Agents blocking the nuclear factor-kappaB pathway are effective inhibitors of endometriosis in an in vivo experimental model.

BACKGROUND

In vitro studies suggest that the transcription factor nuclear factor-kappa B (NF-kappaB) is implicated in the transduction of proinflammatory signals in endometriosis. The aim of this study was to investigate the involvement of NF-kappaB and the processes regulated by NF-kappaB in the initial development of endometriotic lesionsin vivo.

METHODS

Endometriosis was induced in nude mice by intraperitoneal injection of fluorescent-labeled menstrual endometrium. Two NF-kappaB inhibitors (BAY 11-7085 and SN-50) were injected intraperitoneally on days 0, 2 and 4 after endometriosis induction, and endometriotic lesions were recovered on day 5. Number, mass, fluorimetry and surface (morphometry) of endometriotic lesions were quantified. NF-kappaB activation, intercellular adhesion molecule (ICAM)-1 expression, cell proliferation and apoptosis were evaluated by immunohistochemical analyses and the TUNEL method.

RESULTS

Both NF-kappaB inhibitors induced a significant reduction in lesion development compared to control mice.

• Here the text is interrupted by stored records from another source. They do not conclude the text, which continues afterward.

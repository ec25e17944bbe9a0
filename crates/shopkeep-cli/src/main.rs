//! Shopkeep CLI - conversational catalog assistant
#![cfg_attr(
    test,
    allow(
        clippy::expect_used,
        clippy::unwrap_used,
        clippy::missing_panics_doc,
        clippy::missing_errors_doc,
        reason = "Allow for tests"
    )
)]

use std::io::{stdin, stdout};

use anyhow::Result;
use clap::Parser as _;
use cli::Cli;

mod cli;
mod handlers;

fn main() -> Result<()> {
    let cli = Cli::parse();
    handlers::init_logging(cli.verbose);

    let config = handlers::load_config(&cli)?;
    let router = handlers::build_router(&config)?;

    let mut output = stdout().lock();
    if cli.queries.is_empty() {
        handlers::run_session(&router, stdin().lock(), &mut output)
    } else {
        handlers::answer_queries(&router, &cli.queries, &mut output)
    }
}
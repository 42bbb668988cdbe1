//! Virtual Memory Core
//!
//! Provides the machine-independent half of paging:
//! - vm_page: Physical frame handles and page arithmetic
//! - vm_resident: Frame allocator seam and the hosted frame pool
//! - pmap: Page directory, page table entries and range allocation
//! - vm_object: Page-slot containers shared by regions
//! - anonymous: Anonymous objects with lazy commit and copy-on-write
//! - inode: File-backed objects and the backing-store seam
//! - cow: COW bitmap and the committed COW pool
//! - purgeable: Volatile page ranges and purge trackers
//! - region: Mapped windows onto objects
//! - vm_fault: Page fault resolution
//! - memory_manager: Region registry and fault entry point

pub mod anonymous;
pub mod cow;
pub mod inode;
pub mod memory_manager;
pub mod pmap;
pub mod purgeable;
pub mod region;
pub mod vm_fault;
pub mod vm_object;
pub mod vm_page;
pub mod vm_resident;

pub use anonymous::AllocationStrategy;
pub use cow::{CommittedCowPages, CowMap};
pub use inode::Inode;
pub use memory_manager::MemoryManager;
pub use pmap::{PageDirectory, PageTableEntry, PteFlags, RangeAllocator};
pub use purgeable::{PurgeablePageRanges, VolatilePageRange, VolatilePageRanges};
pub use region::{Access, Cacheable, Region, ShouldDeallocateVirtualMemoryRange, ShouldFlushTlb};
pub use vm_fault::{PageFault, PageFaultAccess, PageFaultResponse, PageFaultType};
pub use vm_object::{VmObject, VmObjectKind, VmObjectState};
pub use vm_page::{PageKind, PhysicalPage, PAGE_SIZE};
pub use vm_resident::{FrameAllocator, FramePool, FramePoolStats, ShouldZeroFill};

NF-kappaB activation and ICAM-1 expression of endometriotic lesions were significantly reduced in treated mice, and cell proliferation was significantly reduced in BAY 11-7085-treated mice. Both inhibitors produced a significant increase in apoptosis of endometriotic lesions, as assessed by active caspase-3 immunostaining and the TUNEL method.

CONCLUSION

This study demonstrates, for the first time, that the NF-kappaB pathway is implicated in the development of endometriotic lesions in vivo and that NF-kappaB inhibition reduces ICAM-1 expression and cell proliferation, but increases apoptosis of endometriotic lesions, diminishing the initial development of endometriosis in an animal model.